- YOUR GOAL: Report how many lines of the following entries include the string "ProcessVideoRequest"; respond with the number alone.
[[ DATA EXTRACTS, beginning ]]
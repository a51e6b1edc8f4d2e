use std::time::Duration;

use anyhow::Context;
use reqwest::Client;
use serde::{Deserialize, Serialize};

use super::IntervalSource;
use crate::{
    error::FetchError,
    models::{SkipInterval, UserPreferences, VideoId},
};

const ENABLE_LOGS: bool = true;

use crate::{log_debug, log_info};

#[derive(Serialize)]
struct ProcessVideoRequest<'a> {
    video_id: &'a str,
    #[serde(skip_serializing_if = "Option::is_none")]
    user_preferences: Option<&'a UserPreferences>,
}

#[derive(Debug, Deserialize)]
struct RemoteSegment {
    start: f64,
    end: f64,
    #[serde(default)]
    confidence: Option<f64>,
    #[serde(default)]
    reason: Option<String>,
}

#[derive(Debug, Deserialize)]
struct ProcessResult {
    #[serde(default)]
    remove: Vec<RemoteSegment>,
    #[serde(default)]
    processing_time: Option<f64>,
    #[serde(default)]
    total_duration: Option<f64>,
    #[serde(default)]
    skip_percentage: Option<f64>,
}

#[derive(Debug, Deserialize)]
struct ErrorBody {
    detail: String,
}

/// Talks to the transcript analysis backend over HTTP.
pub struct HttpIntervalSource {
    client: Client,
    base_url: String,
}

impl HttpIntervalSource {
    pub fn new(base_url: &str, timeout: Duration) -> anyhow::Result<Self> {
        let client = Client::builder()
            .timeout(timeout)
            .build()
            .context("failed to build HTTP client")?;

        Ok(Self {
            client,
            base_url: base_url.trim_end_matches('/').to_string(),
        })
    }

    fn url(&self, path: &str) -> String {
        format!("{}{}", self.base_url, path)
    }
}

#[async_trait::async_trait]
impl IntervalSource for HttpIntervalSource {
    async fn fetch(
        &self,
        video_id: &VideoId,
        preferences: Option<&UserPreferences>,
    ) -> Result<Vec<SkipInterval>, FetchError> {
        let request = ProcessVideoRequest {
            video_id: video_id.as_str(),
            user_preferences: preferences,
        };

        let response = self
            .client
            .post(self.url("/process_video"))
            .header("Accept", "application/json")
            .json(&request)
            .send()
            .await
            .map_err(classify_transport_error)?;

        let status = response.status();
        if !status.is_success() {
            let body = response.text().await.unwrap_or_default();
            return Err(remote_error(status.as_u16(), &body));
        }

        let result: ProcessResult = response
            .json()
            .await
            .map_err(|err| FetchError::Decode(err.to_string()))?;

        log_info!(
            "analysis for {video_id}: {} segments, {:.1}% of {:.0}s flagged, took {:.2}s",
            result.remove.len(),
            result.skip_percentage.unwrap_or(0.0),
            result.total_duration.unwrap_or(0.0),
            result.processing_time.unwrap_or(0.0),
        );

        Ok(into_intervals(result))
    }
}

fn into_intervals(result: ProcessResult) -> Vec<SkipInterval> {
    result
        .remove
        .into_iter()
        .map(|segment| {
            if let Some(reason) = segment.reason.as_deref() {
                log_debug!(
                    "segment {:.2}-{:.2} ({reason}, confidence {:.2})",
                    segment.start,
                    segment.end,
                    segment.confidence.unwrap_or(1.0)
                );
            }
            SkipInterval::new(segment.start, segment.end)
        })
        .collect()
}

fn classify_transport_error(err: reqwest::Error) -> FetchError {
    if err.is_timeout() {
        FetchError::Timeout
    } else if err.is_decode() {
        FetchError::Decode(err.to_string())
    } else {
        FetchError::Network(err.to_string())
    }
}

fn remote_error(status: u16, body: &str) -> FetchError {
    let detail = serde_json::from_str::<ErrorBody>(body)
        .map(|parsed| parsed.detail)
        .unwrap_or_else(|_| {
            let trimmed = body.trim();
            if trimmed.is_empty() {
                format!("HTTP error! status: {status}")
            } else {
                trimmed.to_string()
            }
        });
    FetchError::Remote { status, detail }
}
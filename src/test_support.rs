//! Fakes shared by the unit tests.

use std::{
    collections::HashMap,
    sync::{
        atomic::{AtomicUsize, Ordering},
        Arc, Mutex,
    },
};

use tokio::sync::Semaphore;

use crate::{
    error::FetchError,
    fetch::IntervalSource,
    models::{SkipInterval, UserPreferences, VideoId},
    session::{MediaInfo, NotificationLevel, PlaybackHost, UiEvent},
};

#[derive(Debug, Clone, Default)]
pub struct CallCounter(Arc<AtomicUsize>);

impl CallCounter {
    pub fn get(&self) -> usize {
        self.0.load(Ordering::SeqCst)
    }

    fn bump(&self) {
        self.0.fetch_add(1, Ordering::SeqCst);
    }
}

/// Canned interval source. Unknown videos resolve to an empty list.
#[derive(Clone, Default)]
pub struct FakeSource {
    responses: Arc<Mutex<HashMap<String, Result<Vec<SkipInterval>, FetchError>>>>,
    requests: Arc<Mutex<Vec<(VideoId, Option<UserPreferences>)>>>,
    invalidated: Arc<Mutex<Vec<VideoId>>>,
    calls: CallCounter,
    gate: Option<Arc<Semaphore>>,
}

impl FakeSource {
    pub fn new() -> Self {
        Self::default()
    }

    /// Every fetch blocks until [`FakeSource::release`] hands out a permit.
    pub fn gated() -> Self {
        Self {
            gate: Some(Arc::new(Semaphore::new(0))),
            ..Self::default()
        }
    }

    pub fn release(&self, fetches: usize) {
        if let Some(gate) = &self.gate {
            gate.add_permits(fetches);
        }
    }

    pub fn respond(&self, video_id: &str, result: Result<Vec<SkipInterval>, FetchError>) {
        self.responses
            .lock()
            .unwrap()
            .insert(video_id.to_string(), result);
    }

    pub fn calls(&self) -> CallCounter {
        self.calls.clone()
    }

    pub fn requests(&self) -> Vec<(VideoId, Option<UserPreferences>)> {
        self.requests.lock().unwrap().clone()
    }

    pub fn invalidated(&self) -> Vec<VideoId> {
        self.invalidated.lock().unwrap().clone()
    }
}

#[async_trait::async_trait]
impl IntervalSource for FakeSource {
    async fn fetch(
        &self,
        video_id: &VideoId,
        preferences: Option<&UserPreferences>,
    ) -> Result<Vec<SkipInterval>, FetchError> {
        self.calls.bump();
        self.requests
            .lock()
            .unwrap()
            .push((video_id.clone(), preferences.cloned()));

        if let Some(gate) = &self.gate {
            gate.acquire().await.unwrap().forget();
        }

        self.responses
            .lock()
            .unwrap()
            .get(video_id.as_str())
            .cloned()
            .unwrap_or_else(|| Ok(Vec::new()))
    }

    async fn invalidate(&self, video_id: &VideoId) -> anyhow::Result<()> {
        self.invalidated.lock().unwrap().push(video_id.clone());
        Ok(())
    }
}

/// Playback host that records every call.
#[derive(Default)]
pub struct RecordingHost {
    media: Mutex<Option<MediaInfo>>,
    positions: Mutex<Vec<f64>>,
    events: Mutex<Vec<UiEvent>>,
}

impl RecordingHost {
    pub fn new() -> Self {
        Self::default()
    }

    pub fn with_media(position: f64, duration: f64) -> Self {
        let host = Self::default();
        host.set_media(Some(MediaInfo {
            position,
            duration: Some(duration),
        }));
        host
    }

    pub fn set_media(&self, media: Option<MediaInfo>) {
        *self.media.lock().unwrap() = media;
    }

    pub fn positions(&self) -> Vec<f64> {
        self.positions.lock().unwrap().clone()
    }

    pub fn events(&self) -> Vec<UiEvent> {
        self.events.lock().unwrap().clone()
    }

    pub fn clear_events(&self) {
        self.events.lock().unwrap().clear();
    }

    pub fn notifications(&self) -> Vec<(NotificationLevel, String)> {
        self.events()
            .into_iter()
            .filter_map(|event| match event {
                UiEvent::Notification { level, message, .. } => Some((level, message)),
                _ => None,
            })
            .collect()
    }

    pub fn overlay_clears(&self) -> usize {
        self.events()
            .iter()
            .filter(|event| matches!(event, UiEvent::OverlayCleared { .. }))
            .count()
    }
}

impl PlaybackHost for RecordingHost {
    fn media(&self) -> Option<MediaInfo> {
        *self.media.lock().unwrap()
    }

    fn set_position(&self, position: f64) {
        self.positions.lock().unwrap().push(position);
        if let Some(media) = self.media.lock().unwrap().as_mut() {
            media.position = position;
        }
    }

    fn emit(&self, event: UiEvent) {
        self.events.lock().unwrap().push(event);
    }
}
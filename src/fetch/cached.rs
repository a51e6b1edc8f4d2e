use anyhow::Result;
use chrono::{Duration, Utc};

use super::IntervalSource;
use crate::{
    db::Database,
    error::FetchError,
    models::{SkipInterval, UserPreferences, VideoId},
};

const ENABLE_LOGS: bool = true;

use crate::{log_info, log_warn};

const DEFAULT_PREFERENCES_KEY: &str = "default";

/// Serves recent analysis results from SQLite and falls through to `inner` on a miss.
pub struct CachedIntervalSource<S> {
    inner: S,
    db: Database,
    ttl: Duration,
}

impl<S: IntervalSource> CachedIntervalSource<S> {
    pub fn new(inner: S, db: Database, ttl: Duration) -> Self {
        Self { inner, db, ttl }
    }

    pub async fn clear_video(&self, video_id: &VideoId) -> Result<usize> {
        self.db.clear_cached_video(video_id).await
    }

    /// Drop rows older than the TTL. Returns how many were removed.
    pub async fn prune(&self) -> Result<usize> {
        self.db.prune_cached_before(Utc::now() - self.ttl).await
    }

    async fn lookup(&self, video_id: &VideoId, key: &str) -> Option<Vec<SkipInterval>> {
        match self.db.get_cached_intervals(video_id, key).await {
            Ok(Some(cached)) if Utc::now() - cached.fetched_at < self.ttl => {
                log_info!("cache hit for {video_id} ({} intervals)", cached.intervals.len());
                Some(cached.intervals)
            }
            Ok(_) => None,
            Err(err) => {
                log_warn!("interval cache read failed for {video_id}: {err:#}");
                None
            }
        }
    }
}

fn preferences_key(preferences: Option<&UserPreferences>) -> String {
    preferences
        .map(UserPreferences::cache_key)
        .unwrap_or_else(|| DEFAULT_PREFERENCES_KEY.to_string())
}

#[async_trait::async_trait]
impl<S: IntervalSource> IntervalSource for CachedIntervalSource<S> {
    async fn fetch(
        &self,
        video_id: &VideoId,
        preferences: Option<&UserPreferences>,
    ) -> Result<Vec<SkipInterval>, FetchError> {
        let key = preferences_key(preferences);
        if let Some(intervals) = self.lookup(video_id, &key).await {
            return Ok(intervals);
        }

        let intervals = self.inner.fetch(video_id, preferences).await?;

        if let Err(err) = self
            .db
            .store_intervals(video_id, &key, &intervals, Utc::now())
            .await
        {
            log_warn!("interval cache write failed for {video_id}: {err:#}");
        }

        Ok(intervals)
    }

    async fn invalidate(&self, video_id: &VideoId) -> Result<()> {
        let removed = self.clear_video(video_id).await?;
        log_info!("cleared {removed} cached result(s) for {video_id}");
        self.inner.invalidate(video_id).await
    }
}

#[cfg(test)]
mod tests {
    use super::*;
    use crate::test_support::FakeSource;

    fn cached(source: FakeSource) -> CachedIntervalSource<FakeSource> {
        CachedIntervalSource::new(source, Database::in_memory().unwrap(), Duration::hours(24))
    }

    #[tokio::test]
    async fn second_fetch_is_served_from_cache() {
        let source = FakeSource::new();
        source.respond("abc", Ok(vec![SkipInterval::new(5.0, 9.0)]));
        let calls = source.calls();
        let cache = cached(source);
        let video = VideoId::new("abc");

        let first = cache.fetch(&video, None).await.unwrap();
        let second = cache.fetch(&video, None).await.unwrap();

        assert_eq!(first, second);
        assert_eq!(calls.get(), 1);
    }

    #[tokio::test]
    async fn preferences_are_part_of_the_key() {
        let source = FakeSource::new();
        source.respond("abc", Ok(vec![SkipInterval::new(5.0, 9.0)]));
        let calls = source.calls();
        let cache = cached(source);
        let video = VideoId::new("abc");

        let mut prefs = UserPreferences::default();
        prefs.custom_keywords.insert("giveaway".into());

        cache.fetch(&video, None).await.unwrap();
        cache.fetch(&video, Some(&prefs)).await.unwrap();
        cache.fetch(&video, Some(&prefs)).await.unwrap();

        assert_eq!(calls.get(), 2);
    }

    #[tokio::test]
    async fn stale_rows_and_invalidation_force_refetch() {
        let source = FakeSource::new();
        source.respond("abc", Ok(vec![SkipInterval::new(1.0, 2.0)]));
        let calls = source.calls();
        let db = Database::in_memory().unwrap();
        let cache = CachedIntervalSource::new(source, db.clone(), Duration::hours(24));
        let video = VideoId::new("abc");

        db.store_intervals(&video, "default", &[], Utc::now() - Duration::hours(30))
            .await
            .unwrap();
        assert_eq!(cache.fetch(&video, None).await.unwrap().len(), 1);
        assert_eq!(calls.get(), 1);

        cache.invalidate(&video).await.unwrap();
        cache.fetch(&video, None).await.unwrap();
        assert_eq!(calls.get(), 2);
    }

    #[tokio::test]
    async fn errors_are_not_cached() {
        let source = FakeSource::new();
        source.respond("abc", Err(FetchError::Timeout));
        let calls = source.calls();
        let cache = cached(source);
        let video = VideoId::new("abc");

        assert_eq!(cache.fetch(&video, None).await, Err(FetchError::Timeout));
        assert_eq!(cache.fetch(&video, None).await, Err(FetchError::Timeout));
        assert_eq!(calls.get(), 2);
    }
}
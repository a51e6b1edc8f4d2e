use crate::{
    error::SkipError,
    models::{IntervalKey, SkipInterval},
};

const ENABLE_LOGS: bool = true;

use crate::log_warn;

/// Skip intervals for one video, sorted by `(start, end)` and free of exact duplicates.
///
/// Built once per session and never mutated. Overlapping intervals are kept as
/// received; lookups resolve overlaps in favour of the earliest start.
#[derive(Debug, Clone, Default, PartialEq)]
pub struct IntervalSet {
    intervals: Vec<SkipInterval>,
}

impl IntervalSet {
    /// Build a set, logging and dropping anything malformed.
    pub fn from_intervals(batch: impl IntoIterator<Item = SkipInterval>) -> Self {
        let (set, rejected) = Self::build(batch);
        for err in &rejected {
            log_warn!("dropping skip interval: {err}");
        }
        set
    }

    /// Build a set and hand back the rejected entries.
    pub fn build(batch: impl IntoIterator<Item = SkipInterval>) -> (Self, Vec<SkipError>) {
        let mut rejected = Vec::new();
        let mut intervals: Vec<SkipInterval> = batch
            .into_iter()
            .filter(|interval| {
                let valid = interval.is_valid();
                if !valid {
                    rejected.push(SkipError::InvalidInterval {
                        start: interval.start,
                        end: interval.end,
                    });
                }
                valid
            })
            .collect();

        intervals.sort_by(|a, b| a.start.total_cmp(&b.start).then(a.end.total_cmp(&b.end)));
        intervals.dedup_by_key(|interval| interval.key());

        (Self { intervals }, rejected)
    }

    /// The interval covering `position`, earliest start first when several overlap.
    pub fn containing(&self, position: f64) -> Option<&SkipInterval> {
        if !position.is_finite() {
            return None;
        }
        let candidates = self
            .intervals
            .partition_point(|interval| interval.start <= position);
        self.intervals[..candidates]
            .iter()
            .find(|interval| interval.contains(position))
    }

    pub fn get(&self, key: IntervalKey) -> Option<&SkipInterval> {
        self.intervals.iter().find(|interval| interval.key() == key)
    }

    pub fn iter(&self) -> impl Iterator<Item = &SkipInterval> {
        self.intervals.iter()
    }

    pub fn as_slice(&self) -> &[SkipInterval] {
        &self.intervals
    }

    pub fn len(&self) -> usize {
        self.intervals.len()
    }

    pub fn is_empty(&self) -> bool {
        self.intervals.is_empty()
    }

    /// Seconds covered by the union of all intervals.
    pub fn covered_seconds(&self) -> f64 {
        let mut total = 0.0;
        let mut reach = f64::NEG_INFINITY;
        for interval in &self.intervals {
            let start = interval.start.max(reach);
            if interval.end > start {
                total += interval.end - start;
            }
            reach = reach.max(interval.end);
        }
        total
    }
}

#[cfg(test)]
mod tests {
    use super::*;

    fn set(pairs: &[(f64, f64)]) -> IntervalSet {
        IntervalSet::from_intervals(pairs.iter().map(|&(s, e)| SkipInterval::new(s, e)))
    }

    #[test]
    fn sorts_unordered_batches() {
        let set = set(&[(20.0, 25.0), (0.0, 5.0), (5.0, 12.0)]);
        let starts: Vec<f64> = set.iter().map(|interval| interval.start).collect();
        assert_eq!(starts, vec![0.0, 5.0, 20.0]);
    }

    #[test]
    fn invalid_intervals_are_rejected() {
        let (set, rejected) = IntervalSet::build(vec![
            SkipInterval::new(3.0, 3.0),
            SkipInterval::new(9.0, 4.0),
            SkipInterval::new(-2.0, 1.0),
            SkipInterval::new(1.0, 2.0),
        ]);
        assert_eq!(set.len(), 1);
        assert_eq!(rejected.len(), 3);
        assert_eq!(
            rejected[0],
            SkipError::InvalidInterval {
                start: 3.0,
                end: 3.0
            }
        );
    }

    #[test]
    fn exact_duplicates_collapse() {
        let set = set(&[(1.0, 2.0), (1.0, 2.0), (1.0, 3.0)]);
        assert_eq!(set.len(), 2);
    }

    #[test]
    fn no_match_outside_every_interval() {
        let set = set(&[(10.0, 20.0), (30.0, 40.0)]);
        for t in [0.0, 9.99, 20.0, 25.0, 40.0, 1e6] {
            assert!(set.containing(t).is_none(), "unexpected match at {t}");
        }
        assert!(set.containing(f64::NAN).is_none());
    }

    #[test]
    fn overlap_resolves_to_earliest_start() {
        let set = set(&[(12.0, 30.0), (10.0, 15.0)]);
        assert_eq!(set.containing(13.0), Some(&SkipInterval::new(10.0, 15.0)));
        // Past the first interval's end only the later one still covers.
        assert_eq!(set.containing(16.0), Some(&SkipInterval::new(12.0, 30.0)));
    }

    #[test]
    fn nested_interval_defers_to_the_enclosing_one() {
        let set = set(&[(0.0, 100.0), (10.0, 20.0)]);
        assert_eq!(set.containing(15.0).map(|i| i.end), Some(100.0));
    }

    #[test]
    fn intervals_past_media_duration_are_kept() {
        let set = set(&[(5000.0, 5100.0)]);
        assert_eq!(set.len(), 1);
        assert!(set.containing(60.0).is_none());
    }

    #[test]
    fn lookup_by_key() {
        let set = set(&[(1.0, 2.0), (3.0, 4.0)]);
        let key = IntervalKey::new(3.0, 4.0);
        assert_eq!(set.get(key), Some(&SkipInterval::new(3.0, 4.0)));
        assert!(set.get(IntervalKey::new(3.0, 4.5)).is_none());
    }

    #[test]
    fn covered_seconds_merges_overlaps() {
        let set = set(&[(0.0, 10.0), (5.0, 15.0), (20.0, 25.0)]);
        assert!((set.covered_seconds() - 20.0).abs() < f64::EPSILON);
    }
}
use std::{path::PathBuf, time::Duration};

use serde::{Deserialize, Serialize};

/// The seek debounce is never allowed below this, since browsers double-fire
/// seek events within a few hundred milliseconds.
pub const MIN_SEEK_DEBOUNCE: Duration = Duration::from_millis(500);

const DEFAULT_BACKEND_URL: &str = "http://127.0.0.1:8000";
const DEFAULT_FETCH_TIMEOUT_SECS: u64 = 60;
const DEFAULT_CACHE_TTL_HOURS: i64 = 24;

/// Tunable timings for the skip controller.
#[derive(Debug, Clone, Serialize, Deserialize, PartialEq)]
#[serde(default, rename_all = "camelCase")]
pub struct SkipperConfig {
    /// Delay after seek-end before the manual-seek flag drops.
    #[serde(with = "millis")]
    pub seek_debounce: Duration,
    /// Automatic skipping stays off this long after a manual seek.
    #[serde(with = "millis")]
    pub grace_period: Duration,
    /// Minimum watch when a manual seek lands inside an interval.
    #[serde(with = "millis")]
    pub manual_seek_watch: Duration,
    /// Minimum watch after rewinding into the last skipped interval.
    #[serde(with = "millis")]
    pub rewind_watch: Duration,
    /// Minimum watch after clicking an interval marker.
    #[serde(with = "millis")]
    pub marker_watch: Duration,
    /// Re-check period for an override whose interval is still being watched.
    #[serde(with = "millis")]
    pub override_extension: Duration,
    /// How long a controller-issued seek waits for its seek events.
    #[serde(with = "millis")]
    pub programmatic_seek_window: Duration,
    #[serde(with = "millis")]
    pub media_retry_interval: Duration,
    pub media_retry_budget: u32,
}

impl Default for SkipperConfig {
    fn default() -> Self {
        Self {
            seek_debounce: MIN_SEEK_DEBOUNCE,
            grace_period: Duration::from_secs(3),
            manual_seek_watch: Duration::from_secs(5),
            rewind_watch: Duration::from_secs(8),
            marker_watch: Duration::from_secs(10),
            override_extension: Duration::from_secs(5),
            programmatic_seek_window: Duration::from_secs(1),
            media_retry_interval: Duration::from_secs(1),
            media_retry_budget: 30,
        }
    }
}

impl SkipperConfig {
    /// Clamp values a hand-edited settings file could get wrong.
    pub fn sanitized(mut self) -> Self {
        if self.seek_debounce < MIN_SEEK_DEBOUNCE {
            self.seek_debounce = MIN_SEEK_DEBOUNCE;
        }
        if self.override_extension.is_zero() {
            self.override_extension = Self::default().override_extension;
        }
        if self.media_retry_interval.is_zero() {
            self.media_retry_interval = Self::default().media_retry_interval;
        }
        self
    }
}

mod millis {
    use std::time::Duration;

    use serde::{Deserialize, Deserializer, Serializer};

    pub fn serialize<S: Serializer>(value: &Duration, serializer: S) -> Result<S::Ok, S::Error> {
        serializer.serialize_u64(value.as_millis() as u64)
    }

    pub fn deserialize<'de, D: Deserializer<'de>>(deserializer: D) -> Result<Duration, D::Error> {
        u64::deserialize(deserializer).map(Duration::from_millis)
    }
}

/// Process-level settings read from the environment at startup.
#[derive(Debug, Clone)]
pub struct RuntimeConfig {
    pub backend_url: String,
    pub data_dir: PathBuf,
    pub fetch_timeout: Duration,
    pub cache_ttl: chrono::Duration,
    pub debug: bool,
}

impl RuntimeConfig {
    pub fn from_env() -> Self {
        let backend_url = std::env::var("SKIPPER_BACKEND_URL")
            .ok()
            .filter(|value| !value.trim().is_empty())
            .unwrap_or_else(|| DEFAULT_BACKEND_URL.to_string());

        let data_dir = std::env::var_os("SKIPPER_DATA_DIR")
            .map(PathBuf::from)
            .or_else(|| dirs::data_local_dir().map(|dir| dir.join("skipper")))
            .unwrap_or_else(|| std::env::temp_dir().join("skipper"));

        let fetch_timeout = std::env::var("SKIPPER_FETCH_TIMEOUT_SECS")
            .ok()
            .and_then(|value| value.parse::<u64>().ok())
            .filter(|secs| *secs > 0)
            .unwrap_or(DEFAULT_FETCH_TIMEOUT_SECS);

        let cache_ttl_hours = std::env::var("SKIPPER_CACHE_TTL_HOURS")
            .ok()
            .and_then(|value| value.parse::<i64>().ok())
            .filter(|hours| *hours >= 0)
            .unwrap_or(DEFAULT_CACHE_TTL_HOURS);

        let debug = std::env::var("SKIPPER_DEBUG")
            .map(|value| value == "1" || value.eq_ignore_ascii_case("true"))
            .unwrap_or(false);

        Self {
            backend_url: backend_url.trim_end_matches('/').to_string(),
            data_dir,
            fetch_timeout: Duration::from_secs(fetch_timeout),
            cache_ttl: chrono::Duration::hours(cache_ttl_hours),
            debug,
        }
    }

    pub fn settings_path(&self) -> PathBuf {
        self.data_dir.join("settings.json")
    }

    pub fn database_path(&self) -> PathBuf {
        self.data_dir.join("skipper.sqlite3")
    }
}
[[ DATA EXTRACTS, end ]]
- SOLUTION FOR THIS PROBLEM: 2